Points de vigilance avant un regroupement de crédits
Le rallongement de la durée de remboursement doit être mesuré précisément. Un crédit regroupé sur une durée nettement plus longue que les crédits d’origine peut coûter sensiblement plus cher en intérêts cumulés, même avec une mensualité plus basse.
Les frais de dossier, les indemnités de remboursement anticipé des anciens crédits et les éventuelles garanties demandées par le nouvel organisme prêteur font partie du calcul. Un regroupement mal calibré déplace le problème sans le résoudre.
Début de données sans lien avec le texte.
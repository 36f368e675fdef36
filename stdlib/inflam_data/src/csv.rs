//! Comma-separated inflammation files: one patient per line, one day per
//! field, no header.

use std::fmt::Write as _;
use std::fs;
use std::path::Path;

use log::{debug, trace};

use crate::error::DataError;
use crate::table::InflammationTable;

/// Read and parse an inflammation CSV file.
pub fn load_csv<P: AsRef<Path>>(path: P) -> Result<InflammationTable, DataError> {
    let path = path.as_ref();
    let text = fs::read_to_string(path).map_err(|source| DataError::Io {
        path: path.to_path_buf(),
        source,
    })?;
    let table = parse_csv(&text)?;
    debug!(
        "loaded {}: {} patients x {} days",
        path.display(),
        table.n_patients(),
        table.n_days()
    );
    Ok(table)
}

/// Parse comma-separated numeric rows.
///
/// Fields are trimmed and blank lines skipped. Every row must carry as many
/// fields as the first one.
pub fn parse_csv(input: &str) -> Result<InflammationTable, DataError> {
    let mut values = Vec::new();
    let mut n_days: Option<usize> = None;
    let mut n_patients = 0usize;

    for (idx, line) in input.lines().enumerate() {
        let line_no = idx + 1;
        if line.trim().is_empty() {
            trace!("skipping blank line {line_no}");
            continue;
        }
        let start = values.len();
        for (col, field) in line.split(',').enumerate() {
            let field = field.trim();
            let value = field.parse::<f64>().map_err(|_| DataError::Parse {
                line: line_no,
                column: col + 1,
                value: field.to_string(),
            })?;
            values.push(value);
        }
        let found = values.len() - start;
        match n_days {
            None => n_days = Some(found),
            Some(expected) if expected != found => {
                return Err(DataError::Ragged {
                    line: line_no,
                    expected,
                    found,
                });
            }
            Some(_) => {}
        }
        n_patients += 1;
    }

    InflammationTable::from_shape(n_patients, n_days.unwrap_or(0), values)
}

/// Render a table as comma-separated text that [`parse_csv`] reads back unchanged.
pub fn to_csv_string(table: &InflammationTable) -> String {
    let mut out = String::new();
    for row in table.view().rows() {
        for (i, value) in row.iter().enumerate() {
            if i > 0 {
                out.push(',');
            }
            let _ = write!(out, "{value}");
        }
        out.push('\n');
    }
    out
}

pub fn write_csv<P: AsRef<Path>>(table: &InflammationTable, path: P) -> Result<(), DataError> {
    let path = path.as_ref();
    fs::write(path, to_csv_string(table)).map_err(|source| DataError::Io {
        path: path.to_path_buf(),
        source,
    })?;
    debug!("wrote {}", path.display());
    Ok(())
}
Réforme du crédit à la consommation et prévention du surendettement en France
Le cadre réglementaire français évolue. Selon Empruntis (août 2026), de nouvelles règles renforcent l’encadrement de la publicité et l’évaluation de solvabilité pour les crédits à la consommation, avec un objectif affiché de prévention du surendettement. Cette réforme modifie les conditions dans lesquelles un emprunteur peut contracter un nouveau crédit, ce qui a un impact direct sur la capacité à restructurer ou accumuler des dettes.
Par ailleurs, une décision rapportée par Kohen Avocats (article du 18 août 2026, décision du 11 septembre 2025, n° 24-13.323) a réaffirmé que les dettes professionnelles peuvent être prises en compte pour caractériser le surendettement. Ce point élargit le périmètre des dossiers recevables devant la commission de surendettement, un changement concret pour les travailleurs indépendants et les dirigeants de petites structures.
Ces évolutions réglementaires ne changent pas les mécaniques de remboursement elles-mêmes. En revanche, elles modifient l’environnement dans lequel un plan de remboursement est construit : accès au crédit plus encadré, prise en compte élargie des dettes, exigences de solvabilité renforcées.
Choisir entre avalanche, boule de neige ou rachat de crédits reste un arbitrage personnel. Le point commun aux trois approches tient en une contrainte simple : dresser un état précis de chaque dette (montant, taux, échéance), fixer un budget de remboursement réaliste et s’y tenir mois après mois. La méthode compte moins que la constance.